Collected data entries:
--------------------

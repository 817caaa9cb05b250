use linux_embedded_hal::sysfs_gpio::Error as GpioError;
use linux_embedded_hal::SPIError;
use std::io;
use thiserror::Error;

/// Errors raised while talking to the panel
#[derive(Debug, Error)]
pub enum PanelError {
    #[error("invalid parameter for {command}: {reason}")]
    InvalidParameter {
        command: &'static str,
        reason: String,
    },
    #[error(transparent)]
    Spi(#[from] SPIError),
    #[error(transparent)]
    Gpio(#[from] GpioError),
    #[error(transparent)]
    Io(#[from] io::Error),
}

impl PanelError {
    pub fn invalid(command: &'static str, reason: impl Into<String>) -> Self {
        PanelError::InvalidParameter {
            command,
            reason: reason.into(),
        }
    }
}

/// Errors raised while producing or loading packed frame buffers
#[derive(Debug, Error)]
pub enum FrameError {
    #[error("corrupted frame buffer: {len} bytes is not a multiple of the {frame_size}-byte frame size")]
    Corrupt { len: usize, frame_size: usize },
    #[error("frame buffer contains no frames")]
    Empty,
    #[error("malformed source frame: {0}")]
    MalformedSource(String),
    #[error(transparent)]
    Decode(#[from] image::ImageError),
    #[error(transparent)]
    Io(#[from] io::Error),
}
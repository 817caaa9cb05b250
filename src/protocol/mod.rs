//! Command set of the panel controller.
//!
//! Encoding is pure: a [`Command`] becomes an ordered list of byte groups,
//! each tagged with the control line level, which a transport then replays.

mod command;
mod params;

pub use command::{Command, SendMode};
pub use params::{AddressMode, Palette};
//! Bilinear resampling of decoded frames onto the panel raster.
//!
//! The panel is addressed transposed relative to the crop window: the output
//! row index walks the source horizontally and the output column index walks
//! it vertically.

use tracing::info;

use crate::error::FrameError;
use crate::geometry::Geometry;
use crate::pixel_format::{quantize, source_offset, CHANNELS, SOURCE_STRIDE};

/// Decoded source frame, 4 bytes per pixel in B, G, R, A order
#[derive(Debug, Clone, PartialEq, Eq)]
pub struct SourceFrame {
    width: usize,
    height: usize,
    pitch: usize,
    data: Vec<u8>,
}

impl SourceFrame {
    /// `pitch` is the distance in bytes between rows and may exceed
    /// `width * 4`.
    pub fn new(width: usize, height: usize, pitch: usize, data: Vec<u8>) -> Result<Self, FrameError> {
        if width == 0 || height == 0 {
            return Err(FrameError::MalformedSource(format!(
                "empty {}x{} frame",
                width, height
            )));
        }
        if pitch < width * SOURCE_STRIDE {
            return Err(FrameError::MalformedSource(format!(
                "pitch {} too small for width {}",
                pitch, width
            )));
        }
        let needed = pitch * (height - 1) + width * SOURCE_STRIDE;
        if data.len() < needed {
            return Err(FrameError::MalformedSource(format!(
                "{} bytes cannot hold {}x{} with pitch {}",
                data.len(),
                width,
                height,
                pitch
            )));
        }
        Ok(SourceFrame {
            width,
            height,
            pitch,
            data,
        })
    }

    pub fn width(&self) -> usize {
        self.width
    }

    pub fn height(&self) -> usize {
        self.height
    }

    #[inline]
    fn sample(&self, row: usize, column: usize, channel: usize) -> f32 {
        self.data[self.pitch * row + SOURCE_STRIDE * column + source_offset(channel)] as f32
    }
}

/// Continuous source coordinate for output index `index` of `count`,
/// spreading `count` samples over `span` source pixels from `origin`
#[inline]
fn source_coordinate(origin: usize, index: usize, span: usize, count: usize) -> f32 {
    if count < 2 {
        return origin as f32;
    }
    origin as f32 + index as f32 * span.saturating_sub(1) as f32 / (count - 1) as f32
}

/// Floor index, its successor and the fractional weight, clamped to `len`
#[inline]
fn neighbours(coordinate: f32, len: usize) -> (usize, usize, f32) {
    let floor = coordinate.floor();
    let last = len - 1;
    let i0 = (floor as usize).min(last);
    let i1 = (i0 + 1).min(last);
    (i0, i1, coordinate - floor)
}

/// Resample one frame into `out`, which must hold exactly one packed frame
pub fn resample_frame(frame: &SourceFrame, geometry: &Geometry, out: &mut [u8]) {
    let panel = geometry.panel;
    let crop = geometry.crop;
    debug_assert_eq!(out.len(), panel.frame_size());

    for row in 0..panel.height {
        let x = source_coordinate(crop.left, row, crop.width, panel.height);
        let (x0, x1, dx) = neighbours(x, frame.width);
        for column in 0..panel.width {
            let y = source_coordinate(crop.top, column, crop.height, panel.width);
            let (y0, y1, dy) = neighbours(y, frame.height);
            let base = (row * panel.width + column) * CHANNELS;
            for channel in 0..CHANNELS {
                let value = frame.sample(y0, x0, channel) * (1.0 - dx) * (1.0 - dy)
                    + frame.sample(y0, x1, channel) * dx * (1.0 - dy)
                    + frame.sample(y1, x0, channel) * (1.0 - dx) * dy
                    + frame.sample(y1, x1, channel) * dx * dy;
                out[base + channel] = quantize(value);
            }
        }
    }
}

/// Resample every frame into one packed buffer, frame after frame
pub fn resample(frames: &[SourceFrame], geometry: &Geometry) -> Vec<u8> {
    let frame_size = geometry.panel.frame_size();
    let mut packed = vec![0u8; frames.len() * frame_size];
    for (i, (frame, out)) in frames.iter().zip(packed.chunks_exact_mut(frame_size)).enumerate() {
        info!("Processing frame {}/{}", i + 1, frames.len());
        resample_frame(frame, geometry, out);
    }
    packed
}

--------------------

WHAT YOU WILL DO:
Restate each line of the records above without any deviation.

RESULT FOR THIS TASK:
repository 817caaa9cb05b250
use linux_embedded_hal::sysfs_gpio::Error as GpioError;
use linux_embedded_hal::SPIError;
use std::io;
use thiserror::Error;

/// Errors raised while talking to the panel
#[derive(Debug, Error)]
pub enum PanelError {
    #[error("invalid parameter for {command}: {reason}")]
    InvalidParameter {
        command: &'static str,
        reason: String,
    },
    #[error(transparent)]
    Spi(#[from] SPIError),
    #[error(transparent)]
    Gpio(#[from] GpioError),
    #[error(transparent)]
    Io(#[from] io::Error),
}

impl PanelError {
    pub fn invalid(command: &'static str, reason: impl Into<String>) -> Self {
        PanelError::InvalidParameter {
            command,
            reason: reason.into(),
        }
    }
}

/// Errors raised while producing or loading packed frame buffers
#[derive(Debug, Error)]
pub enum FrameError {
    #[error("corrupted frame buffer: {len} bytes is not a multiple of the {frame_size}-byte frame size")]
    Corrupt { len: usize, frame_size: usize },
    #[error("frame buffer contains no frames")]
    Empty,
    #[error("malformed source frame: {0}")]
    MalformedSource(String),
    #[error(transparent)]
    Decode(#[from] image::ImageError),
    #[error(transparent)]
    Io(#[from] io::Error),
}
repository 817caaa9cb05b250
filename src/protocol/mod.rs
//! Command set of the panel controller.
//!
//! Encoding is pure: a [`Command`] becomes an ordered list of byte groups,
//! each tagged with the control line level, which a transport then replays.

mod command;
mod params;

pub use command::{Command, SendMode};
pub use params::{AddressMode, Palette};
//! Bilinear resampling of decoded frames onto the panel raster.
//!
//! The panel is addressed transposed relative to the crop window: the output
//! row index walks the source horizontally and the output column index walks
//! it vertically.

use tracing::info;

use crate::error::FrameError;
use crate::geometry::Geometry;
use crate::pixel_format::{quantize, source_offset, CHANNELS, SOURCE_STRIDE};

/// Decoded source frame, 4 bytes per pixel in B, G, R, A order
#[derive(Debug, Clone, PartialEq, Eq)]
pub struct SourceFrame {
    width: usize,
    height: usize,
    pitch: usize,
    data: Vec<u8>,
}

impl SourceFrame {
    /// `pitch` is the distance in bytes between rows and may exceed
    /// `width * 4`.
    pub fn new(width: usize, height: usize, pitch: usize, data: Vec<u8>) -> Result<Self, FrameError> {
        if width == 0 || height == 0 {
            return Err(FrameError::MalformedSource(format!(
                "empty {}x{} frame",
                width, height
            )));
        }
        if pitch < width * SOURCE_STRIDE {
            return Err(FrameError::MalformedSource(format!(
                "pitch {} too small for width {}",
                pitch, width
            )));
        }
        let needed = pitch * (height - 1) + width * SOURCE_STRIDE;
        if data.len() < needed {
            return Err(FrameError::MalformedSource(format!(
                "{} bytes cannot hold {}x{} with pitch {}",
                data.len(),
                width,
                height,
                pitch
            )));
        }
        Ok(SourceFrame {
            width,
            height,
            pitch,
            data,
        })
    }

    pub fn width(&self) -> usize {
        self.width
    }

    pub fn height(&self) -> usize {
        self.height
    }

    #[inline]
    fn sample(&self, row: usize, column: usize, channel: usize) -> f32 {
        self.data[self.pitch * row + SOURCE_STRIDE * column + source_offset(channel)] as f32
    }
}

/// Continuous source coordinate for output index `index` of `count`,
/// spreading `count` samples over `span` source pixels from `origin`
#[inline]
fn source_coordinate(origin: usize, index: usize, span: usize, count: usize) -> f32 {
    if count < 2 {
        return origin as f32;
    }
    origin as f32 + index as f32 * span.saturating_sub(1) as f32 / (count - 1) as f32
}

/// Floor index, its successor and the fractional weight, clamped to `len`
#[inline]
fn neighbours(coordinate: f32, len: usize) -> (usize, usize, f32) {
    let floor = coordinate.floor();
    let last = len - 1;
    let i0 = (floor as usize).min(last);
    let i1 = (i0 + 1).min(last);
    (i0, i1, coordinate - floor)
}

/// Resample one frame into `out`, which must hold exactly one packed frame
pub fn resample_frame(frame: &SourceFrame, geometry: &Geometry, out: &mut [u8]) {
    let panel = geometry.panel;
    let crop = geometry.crop;
    debug_assert_eq!(out.len(), panel.frame_size());

    for row in 0..panel.height {
        let x = source_coordinate(crop.left, row, crop.width, panel.height);
        let (x0, x1, dx) = neighbours(x, frame.width);
        for column in 0..panel.width {
            let y = source_coordinate(crop.top, column, crop.height, panel.width);
            let (y0, y1, dy) = neighbours(y, frame.height);
            let base = (row * panel.width + column) * CHANNELS;
            for channel in 0..CHANNELS {
                let value = frame.sample(y0, x0, channel) * (1.0 - dx) * (1.0 - dy)
                    + frame.sample(y0, x1, channel) * dx * (1.0 - dy)
                    + frame.sample(y1, x0, channel) * (1.0 - dx) * dy
                    + frame.sample(y1, x1, channel) * dx * dy;
                out[base + channel] = quantize(value);
            }
        }
    }
}

/// Resample every frame into one packed buffer, frame after frame
pub fn resample(frames: &[SourceFrame], geometry: &Geometry) -> Vec<u8> {
    let frame_size = geometry.panel.frame_size();
    let mut packed = vec![0u8; frames.len() * frame_size];
    for (i, (frame, out)) in frames.iter().zip(packed.chunks_exact_mut(frame_size)).enumerate() {
        info!("Processing frame {}/{}", i + 1, frames.len());
        resample_frame(frame, geometry, out);
    }
    packed
}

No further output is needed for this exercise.